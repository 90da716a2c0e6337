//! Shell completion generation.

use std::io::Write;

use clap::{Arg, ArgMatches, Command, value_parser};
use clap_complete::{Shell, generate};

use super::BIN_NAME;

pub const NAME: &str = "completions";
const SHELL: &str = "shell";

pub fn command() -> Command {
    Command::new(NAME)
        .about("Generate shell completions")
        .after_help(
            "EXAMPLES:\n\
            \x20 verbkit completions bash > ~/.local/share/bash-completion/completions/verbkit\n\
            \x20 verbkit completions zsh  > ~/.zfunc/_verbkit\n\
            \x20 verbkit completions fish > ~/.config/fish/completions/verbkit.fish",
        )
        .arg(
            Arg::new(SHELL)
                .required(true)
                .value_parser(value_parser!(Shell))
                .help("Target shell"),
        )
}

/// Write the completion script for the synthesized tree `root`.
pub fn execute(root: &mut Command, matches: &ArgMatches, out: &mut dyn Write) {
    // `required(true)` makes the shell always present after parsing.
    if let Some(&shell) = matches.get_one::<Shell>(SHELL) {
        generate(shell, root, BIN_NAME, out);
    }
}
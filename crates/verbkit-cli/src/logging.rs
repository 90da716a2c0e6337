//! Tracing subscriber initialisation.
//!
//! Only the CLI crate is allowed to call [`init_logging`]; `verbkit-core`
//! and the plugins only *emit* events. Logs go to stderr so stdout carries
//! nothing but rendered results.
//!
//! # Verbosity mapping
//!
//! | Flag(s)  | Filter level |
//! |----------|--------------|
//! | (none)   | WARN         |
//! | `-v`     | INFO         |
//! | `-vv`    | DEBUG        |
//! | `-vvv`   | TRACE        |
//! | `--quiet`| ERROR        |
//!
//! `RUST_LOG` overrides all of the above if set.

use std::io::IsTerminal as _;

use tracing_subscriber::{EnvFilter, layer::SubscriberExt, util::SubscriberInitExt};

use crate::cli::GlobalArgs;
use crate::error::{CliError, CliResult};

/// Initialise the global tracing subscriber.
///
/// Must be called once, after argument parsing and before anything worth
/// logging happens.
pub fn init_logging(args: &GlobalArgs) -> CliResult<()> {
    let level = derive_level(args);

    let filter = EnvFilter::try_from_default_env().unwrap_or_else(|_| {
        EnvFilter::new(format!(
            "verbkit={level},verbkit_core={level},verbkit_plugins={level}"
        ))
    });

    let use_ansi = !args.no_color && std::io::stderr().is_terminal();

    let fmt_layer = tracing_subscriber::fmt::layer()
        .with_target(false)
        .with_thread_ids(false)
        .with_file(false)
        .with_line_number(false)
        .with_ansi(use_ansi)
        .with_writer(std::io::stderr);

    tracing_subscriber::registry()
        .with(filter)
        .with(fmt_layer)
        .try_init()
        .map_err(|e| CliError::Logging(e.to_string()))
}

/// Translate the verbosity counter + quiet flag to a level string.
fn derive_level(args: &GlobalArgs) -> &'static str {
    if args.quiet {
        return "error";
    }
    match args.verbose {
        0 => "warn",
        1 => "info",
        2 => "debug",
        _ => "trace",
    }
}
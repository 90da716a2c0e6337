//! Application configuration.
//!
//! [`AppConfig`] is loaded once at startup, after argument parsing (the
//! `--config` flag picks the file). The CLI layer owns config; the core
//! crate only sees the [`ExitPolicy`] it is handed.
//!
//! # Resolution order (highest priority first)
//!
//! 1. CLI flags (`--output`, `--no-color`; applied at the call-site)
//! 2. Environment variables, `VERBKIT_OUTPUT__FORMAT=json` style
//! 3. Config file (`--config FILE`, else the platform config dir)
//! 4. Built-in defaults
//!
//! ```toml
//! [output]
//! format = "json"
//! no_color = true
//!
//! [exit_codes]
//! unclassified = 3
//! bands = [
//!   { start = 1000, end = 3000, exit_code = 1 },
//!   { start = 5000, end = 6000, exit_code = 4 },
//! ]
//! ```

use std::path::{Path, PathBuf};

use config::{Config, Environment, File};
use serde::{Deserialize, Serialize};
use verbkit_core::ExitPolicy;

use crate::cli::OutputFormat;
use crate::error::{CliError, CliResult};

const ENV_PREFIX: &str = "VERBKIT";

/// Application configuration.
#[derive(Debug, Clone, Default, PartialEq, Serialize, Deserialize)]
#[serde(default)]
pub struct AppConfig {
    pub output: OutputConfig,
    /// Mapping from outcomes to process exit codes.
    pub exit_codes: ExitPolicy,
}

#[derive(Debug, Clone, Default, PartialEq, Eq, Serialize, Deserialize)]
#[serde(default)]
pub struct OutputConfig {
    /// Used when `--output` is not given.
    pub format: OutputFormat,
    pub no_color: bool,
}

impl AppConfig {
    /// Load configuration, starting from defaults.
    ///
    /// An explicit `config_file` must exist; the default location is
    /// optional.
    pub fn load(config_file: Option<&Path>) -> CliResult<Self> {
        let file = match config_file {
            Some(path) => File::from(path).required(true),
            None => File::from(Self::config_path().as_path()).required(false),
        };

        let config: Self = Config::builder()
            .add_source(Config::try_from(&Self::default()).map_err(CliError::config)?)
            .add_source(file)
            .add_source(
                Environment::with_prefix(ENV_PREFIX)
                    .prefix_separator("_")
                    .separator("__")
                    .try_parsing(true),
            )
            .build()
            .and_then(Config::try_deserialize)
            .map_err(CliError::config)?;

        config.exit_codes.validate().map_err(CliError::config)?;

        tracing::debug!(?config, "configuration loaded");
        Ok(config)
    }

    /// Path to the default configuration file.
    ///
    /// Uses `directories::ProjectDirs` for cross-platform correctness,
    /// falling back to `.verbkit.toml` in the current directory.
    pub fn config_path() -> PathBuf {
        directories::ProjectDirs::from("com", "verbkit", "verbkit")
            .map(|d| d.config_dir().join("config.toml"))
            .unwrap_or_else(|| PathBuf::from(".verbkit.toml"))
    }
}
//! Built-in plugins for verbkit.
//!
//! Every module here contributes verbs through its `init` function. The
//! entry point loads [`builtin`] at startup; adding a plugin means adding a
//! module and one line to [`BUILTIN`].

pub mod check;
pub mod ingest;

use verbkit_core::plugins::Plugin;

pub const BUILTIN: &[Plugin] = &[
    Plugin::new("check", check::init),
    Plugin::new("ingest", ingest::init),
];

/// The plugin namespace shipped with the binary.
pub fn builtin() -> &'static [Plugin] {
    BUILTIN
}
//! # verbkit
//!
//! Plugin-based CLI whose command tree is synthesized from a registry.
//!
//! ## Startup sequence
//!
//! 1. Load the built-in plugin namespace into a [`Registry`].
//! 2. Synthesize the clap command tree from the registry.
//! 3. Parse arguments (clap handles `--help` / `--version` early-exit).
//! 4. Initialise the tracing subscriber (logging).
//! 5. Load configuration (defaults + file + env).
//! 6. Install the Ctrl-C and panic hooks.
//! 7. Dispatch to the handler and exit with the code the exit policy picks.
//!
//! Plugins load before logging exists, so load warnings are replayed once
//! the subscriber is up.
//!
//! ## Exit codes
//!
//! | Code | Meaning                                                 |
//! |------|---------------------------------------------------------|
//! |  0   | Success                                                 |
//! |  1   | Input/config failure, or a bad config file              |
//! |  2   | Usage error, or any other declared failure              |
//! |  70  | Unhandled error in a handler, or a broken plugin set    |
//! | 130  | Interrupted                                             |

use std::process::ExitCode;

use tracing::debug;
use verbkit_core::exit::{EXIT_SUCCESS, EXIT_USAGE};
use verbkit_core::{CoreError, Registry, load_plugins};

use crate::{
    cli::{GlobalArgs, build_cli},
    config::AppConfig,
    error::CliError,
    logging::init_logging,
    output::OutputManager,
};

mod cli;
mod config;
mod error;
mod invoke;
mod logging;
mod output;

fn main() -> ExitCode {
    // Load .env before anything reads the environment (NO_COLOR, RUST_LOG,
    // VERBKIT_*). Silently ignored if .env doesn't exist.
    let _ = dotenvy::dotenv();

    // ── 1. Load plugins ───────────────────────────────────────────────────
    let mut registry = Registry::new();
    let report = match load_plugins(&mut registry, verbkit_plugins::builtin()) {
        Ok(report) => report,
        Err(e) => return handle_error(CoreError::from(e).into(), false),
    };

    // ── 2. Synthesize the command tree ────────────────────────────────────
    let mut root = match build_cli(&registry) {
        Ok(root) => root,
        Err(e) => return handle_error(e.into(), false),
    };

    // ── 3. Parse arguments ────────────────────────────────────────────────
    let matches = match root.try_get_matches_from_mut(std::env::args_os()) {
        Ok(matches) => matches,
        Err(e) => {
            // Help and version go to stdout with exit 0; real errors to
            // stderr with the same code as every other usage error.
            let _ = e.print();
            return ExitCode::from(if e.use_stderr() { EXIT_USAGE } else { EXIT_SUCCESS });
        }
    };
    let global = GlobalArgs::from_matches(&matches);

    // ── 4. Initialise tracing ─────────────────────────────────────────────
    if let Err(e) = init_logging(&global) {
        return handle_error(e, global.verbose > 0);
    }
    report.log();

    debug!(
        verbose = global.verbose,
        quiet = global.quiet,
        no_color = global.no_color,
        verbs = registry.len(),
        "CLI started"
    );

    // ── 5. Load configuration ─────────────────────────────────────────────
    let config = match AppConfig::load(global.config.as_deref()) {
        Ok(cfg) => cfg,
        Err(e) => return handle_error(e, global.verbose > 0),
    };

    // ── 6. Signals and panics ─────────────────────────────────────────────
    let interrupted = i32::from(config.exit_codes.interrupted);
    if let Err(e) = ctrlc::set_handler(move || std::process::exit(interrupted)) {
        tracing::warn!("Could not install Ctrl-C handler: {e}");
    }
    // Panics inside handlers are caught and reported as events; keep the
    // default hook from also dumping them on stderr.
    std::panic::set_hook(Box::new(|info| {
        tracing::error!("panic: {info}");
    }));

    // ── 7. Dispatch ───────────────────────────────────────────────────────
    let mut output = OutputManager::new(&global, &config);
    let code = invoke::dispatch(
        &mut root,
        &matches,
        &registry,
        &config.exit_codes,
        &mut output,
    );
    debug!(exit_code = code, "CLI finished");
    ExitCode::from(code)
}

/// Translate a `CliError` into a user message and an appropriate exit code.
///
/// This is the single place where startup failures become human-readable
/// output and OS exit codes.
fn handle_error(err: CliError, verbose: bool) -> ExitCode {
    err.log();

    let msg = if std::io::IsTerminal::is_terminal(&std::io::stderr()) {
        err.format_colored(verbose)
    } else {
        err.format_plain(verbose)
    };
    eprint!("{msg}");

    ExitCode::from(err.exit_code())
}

•••

▶ _EXERCISE BRIEF_
Give only the number of lines in the data that include the string "synthesized".

▶ _WRITTEN SOLUTION_
2